The task: When a line below contains the string "noisy", show that line.

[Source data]
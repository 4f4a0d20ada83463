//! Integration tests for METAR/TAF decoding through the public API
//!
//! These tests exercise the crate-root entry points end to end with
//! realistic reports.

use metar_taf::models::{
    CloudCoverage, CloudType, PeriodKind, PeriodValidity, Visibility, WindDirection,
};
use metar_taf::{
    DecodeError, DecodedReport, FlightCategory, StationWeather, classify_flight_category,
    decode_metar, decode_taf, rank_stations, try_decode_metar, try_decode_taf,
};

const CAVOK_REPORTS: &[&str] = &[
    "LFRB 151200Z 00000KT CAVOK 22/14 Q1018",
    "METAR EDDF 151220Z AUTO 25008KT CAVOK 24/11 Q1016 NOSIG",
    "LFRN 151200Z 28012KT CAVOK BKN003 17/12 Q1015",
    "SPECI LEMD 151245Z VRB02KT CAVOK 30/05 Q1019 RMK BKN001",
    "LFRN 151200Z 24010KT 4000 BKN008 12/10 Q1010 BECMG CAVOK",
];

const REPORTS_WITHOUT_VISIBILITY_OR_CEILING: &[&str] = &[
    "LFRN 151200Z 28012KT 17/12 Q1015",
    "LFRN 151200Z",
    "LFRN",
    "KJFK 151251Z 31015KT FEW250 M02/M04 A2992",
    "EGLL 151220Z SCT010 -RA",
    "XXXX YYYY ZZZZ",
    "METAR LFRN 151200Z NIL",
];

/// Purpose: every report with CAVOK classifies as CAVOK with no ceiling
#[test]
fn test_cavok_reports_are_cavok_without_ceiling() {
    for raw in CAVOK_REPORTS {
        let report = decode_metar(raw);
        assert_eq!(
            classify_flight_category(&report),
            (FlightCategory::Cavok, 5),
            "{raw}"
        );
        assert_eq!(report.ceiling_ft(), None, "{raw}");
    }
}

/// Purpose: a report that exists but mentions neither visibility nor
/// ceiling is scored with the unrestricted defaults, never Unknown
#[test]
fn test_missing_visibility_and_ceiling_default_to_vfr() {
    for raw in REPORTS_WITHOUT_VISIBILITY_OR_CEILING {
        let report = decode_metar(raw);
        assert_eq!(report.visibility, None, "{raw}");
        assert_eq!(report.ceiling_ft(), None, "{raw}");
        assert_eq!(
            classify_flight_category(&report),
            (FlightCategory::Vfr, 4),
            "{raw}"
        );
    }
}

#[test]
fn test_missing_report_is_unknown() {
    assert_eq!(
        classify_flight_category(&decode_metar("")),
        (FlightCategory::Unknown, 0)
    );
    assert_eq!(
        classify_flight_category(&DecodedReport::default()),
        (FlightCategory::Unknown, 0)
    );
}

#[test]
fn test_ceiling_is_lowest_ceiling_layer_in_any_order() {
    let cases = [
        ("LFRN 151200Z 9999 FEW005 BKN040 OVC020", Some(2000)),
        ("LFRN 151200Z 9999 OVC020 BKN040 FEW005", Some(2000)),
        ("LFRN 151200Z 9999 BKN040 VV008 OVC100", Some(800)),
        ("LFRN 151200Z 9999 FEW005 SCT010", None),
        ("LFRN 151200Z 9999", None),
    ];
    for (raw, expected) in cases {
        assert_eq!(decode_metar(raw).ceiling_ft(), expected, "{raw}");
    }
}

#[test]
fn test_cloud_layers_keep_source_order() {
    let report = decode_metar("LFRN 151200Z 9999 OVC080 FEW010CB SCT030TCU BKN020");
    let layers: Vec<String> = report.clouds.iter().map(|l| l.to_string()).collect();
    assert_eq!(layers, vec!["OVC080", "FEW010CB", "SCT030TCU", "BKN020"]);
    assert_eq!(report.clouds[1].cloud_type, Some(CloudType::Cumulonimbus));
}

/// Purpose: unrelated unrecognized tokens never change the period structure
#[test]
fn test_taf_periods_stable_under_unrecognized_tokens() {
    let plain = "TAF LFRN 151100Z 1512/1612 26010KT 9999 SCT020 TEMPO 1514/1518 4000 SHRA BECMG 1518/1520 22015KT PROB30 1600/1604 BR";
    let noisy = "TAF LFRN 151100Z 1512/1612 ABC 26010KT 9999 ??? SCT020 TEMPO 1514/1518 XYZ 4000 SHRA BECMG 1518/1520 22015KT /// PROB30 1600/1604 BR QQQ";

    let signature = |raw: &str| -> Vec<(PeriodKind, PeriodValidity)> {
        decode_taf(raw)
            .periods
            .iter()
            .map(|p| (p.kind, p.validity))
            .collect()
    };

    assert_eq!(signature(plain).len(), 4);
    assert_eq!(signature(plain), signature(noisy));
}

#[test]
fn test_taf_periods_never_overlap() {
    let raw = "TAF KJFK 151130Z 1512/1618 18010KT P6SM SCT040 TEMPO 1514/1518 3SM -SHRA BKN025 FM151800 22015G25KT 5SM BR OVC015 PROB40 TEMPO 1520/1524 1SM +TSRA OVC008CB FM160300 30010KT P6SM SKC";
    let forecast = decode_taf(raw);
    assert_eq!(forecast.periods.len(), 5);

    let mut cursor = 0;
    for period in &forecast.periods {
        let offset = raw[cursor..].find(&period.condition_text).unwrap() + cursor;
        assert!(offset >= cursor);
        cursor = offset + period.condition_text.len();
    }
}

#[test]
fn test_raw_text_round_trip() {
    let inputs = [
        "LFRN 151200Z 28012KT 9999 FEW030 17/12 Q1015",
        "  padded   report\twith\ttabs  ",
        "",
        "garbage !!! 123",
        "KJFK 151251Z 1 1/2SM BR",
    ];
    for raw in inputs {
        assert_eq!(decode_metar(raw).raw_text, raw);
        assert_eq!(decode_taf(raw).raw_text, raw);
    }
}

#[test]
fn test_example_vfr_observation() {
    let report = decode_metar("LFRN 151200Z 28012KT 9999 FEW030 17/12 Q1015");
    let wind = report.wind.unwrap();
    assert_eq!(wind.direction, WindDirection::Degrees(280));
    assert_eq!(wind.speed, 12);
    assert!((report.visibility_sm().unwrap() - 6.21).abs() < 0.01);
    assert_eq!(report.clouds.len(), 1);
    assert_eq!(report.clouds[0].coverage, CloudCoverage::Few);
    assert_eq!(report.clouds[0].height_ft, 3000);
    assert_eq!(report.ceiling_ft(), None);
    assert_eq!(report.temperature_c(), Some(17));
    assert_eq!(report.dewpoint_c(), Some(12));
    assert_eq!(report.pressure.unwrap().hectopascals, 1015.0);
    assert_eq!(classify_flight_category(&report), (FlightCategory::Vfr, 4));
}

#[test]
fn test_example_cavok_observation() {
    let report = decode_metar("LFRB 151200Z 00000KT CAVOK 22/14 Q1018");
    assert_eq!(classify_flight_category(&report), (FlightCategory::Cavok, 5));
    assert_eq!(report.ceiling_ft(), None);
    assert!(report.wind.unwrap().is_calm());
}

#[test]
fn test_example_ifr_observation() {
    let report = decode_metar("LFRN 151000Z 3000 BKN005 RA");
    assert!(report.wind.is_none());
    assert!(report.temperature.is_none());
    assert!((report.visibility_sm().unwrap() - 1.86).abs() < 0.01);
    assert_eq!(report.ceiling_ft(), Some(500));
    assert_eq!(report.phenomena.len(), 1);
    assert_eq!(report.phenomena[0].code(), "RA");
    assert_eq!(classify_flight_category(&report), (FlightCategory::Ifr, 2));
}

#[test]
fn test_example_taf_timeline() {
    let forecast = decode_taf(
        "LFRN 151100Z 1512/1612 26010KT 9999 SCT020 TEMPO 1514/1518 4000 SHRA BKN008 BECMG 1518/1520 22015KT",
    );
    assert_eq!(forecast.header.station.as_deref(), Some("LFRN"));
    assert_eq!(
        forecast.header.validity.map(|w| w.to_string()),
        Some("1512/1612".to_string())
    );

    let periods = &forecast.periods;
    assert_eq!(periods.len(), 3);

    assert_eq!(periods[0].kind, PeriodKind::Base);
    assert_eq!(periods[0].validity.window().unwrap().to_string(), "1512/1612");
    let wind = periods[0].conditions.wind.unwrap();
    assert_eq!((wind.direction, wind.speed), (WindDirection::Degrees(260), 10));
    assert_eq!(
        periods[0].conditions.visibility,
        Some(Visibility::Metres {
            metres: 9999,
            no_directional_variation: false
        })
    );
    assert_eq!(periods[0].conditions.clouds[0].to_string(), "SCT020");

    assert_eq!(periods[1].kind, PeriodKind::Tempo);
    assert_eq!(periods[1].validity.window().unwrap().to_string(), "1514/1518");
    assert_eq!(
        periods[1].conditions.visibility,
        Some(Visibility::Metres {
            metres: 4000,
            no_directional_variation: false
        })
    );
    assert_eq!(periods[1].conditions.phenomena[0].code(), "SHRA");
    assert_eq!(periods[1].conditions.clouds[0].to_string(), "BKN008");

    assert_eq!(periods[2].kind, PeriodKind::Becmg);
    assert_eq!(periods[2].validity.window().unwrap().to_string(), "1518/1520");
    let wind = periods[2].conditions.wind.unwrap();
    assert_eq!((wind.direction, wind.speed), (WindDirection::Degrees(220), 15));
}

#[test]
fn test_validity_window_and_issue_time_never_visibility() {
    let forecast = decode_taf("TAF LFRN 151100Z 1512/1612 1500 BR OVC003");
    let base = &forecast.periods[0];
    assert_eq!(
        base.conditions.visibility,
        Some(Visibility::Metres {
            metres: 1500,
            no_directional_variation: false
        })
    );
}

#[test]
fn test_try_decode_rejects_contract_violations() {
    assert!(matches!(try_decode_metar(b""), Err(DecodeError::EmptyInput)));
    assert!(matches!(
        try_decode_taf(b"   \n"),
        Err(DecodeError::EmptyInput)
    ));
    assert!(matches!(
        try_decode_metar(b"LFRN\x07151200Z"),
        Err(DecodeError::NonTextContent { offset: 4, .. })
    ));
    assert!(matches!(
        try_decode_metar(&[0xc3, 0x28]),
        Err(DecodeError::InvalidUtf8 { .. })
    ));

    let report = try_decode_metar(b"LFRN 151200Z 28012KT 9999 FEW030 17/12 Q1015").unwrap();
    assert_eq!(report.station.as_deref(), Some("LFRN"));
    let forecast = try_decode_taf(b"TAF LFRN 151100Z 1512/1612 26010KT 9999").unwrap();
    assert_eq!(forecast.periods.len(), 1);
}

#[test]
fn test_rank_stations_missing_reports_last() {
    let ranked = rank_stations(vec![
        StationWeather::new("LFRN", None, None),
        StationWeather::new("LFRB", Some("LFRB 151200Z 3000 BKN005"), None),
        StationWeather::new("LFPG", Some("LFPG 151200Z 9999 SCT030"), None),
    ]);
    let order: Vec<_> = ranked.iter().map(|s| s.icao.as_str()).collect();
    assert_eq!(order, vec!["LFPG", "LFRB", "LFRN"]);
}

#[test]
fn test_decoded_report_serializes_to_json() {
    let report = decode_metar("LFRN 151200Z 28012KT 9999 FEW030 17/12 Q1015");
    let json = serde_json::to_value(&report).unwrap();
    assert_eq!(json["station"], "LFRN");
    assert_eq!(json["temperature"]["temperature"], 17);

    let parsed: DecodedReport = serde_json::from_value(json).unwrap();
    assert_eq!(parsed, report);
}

Exercise answer:
    let noisy = "TAF LFRN 151100Z 1512/1612 ABC 26010KT 9999 ??? SCT020 TEMPO 1514/1518 XYZ 4000 SHRA BECMG 1518/1520 22015KT /// PROB30 1600/1604 BR QQQ";
    assert_eq!(signature(plain), signature(noisy));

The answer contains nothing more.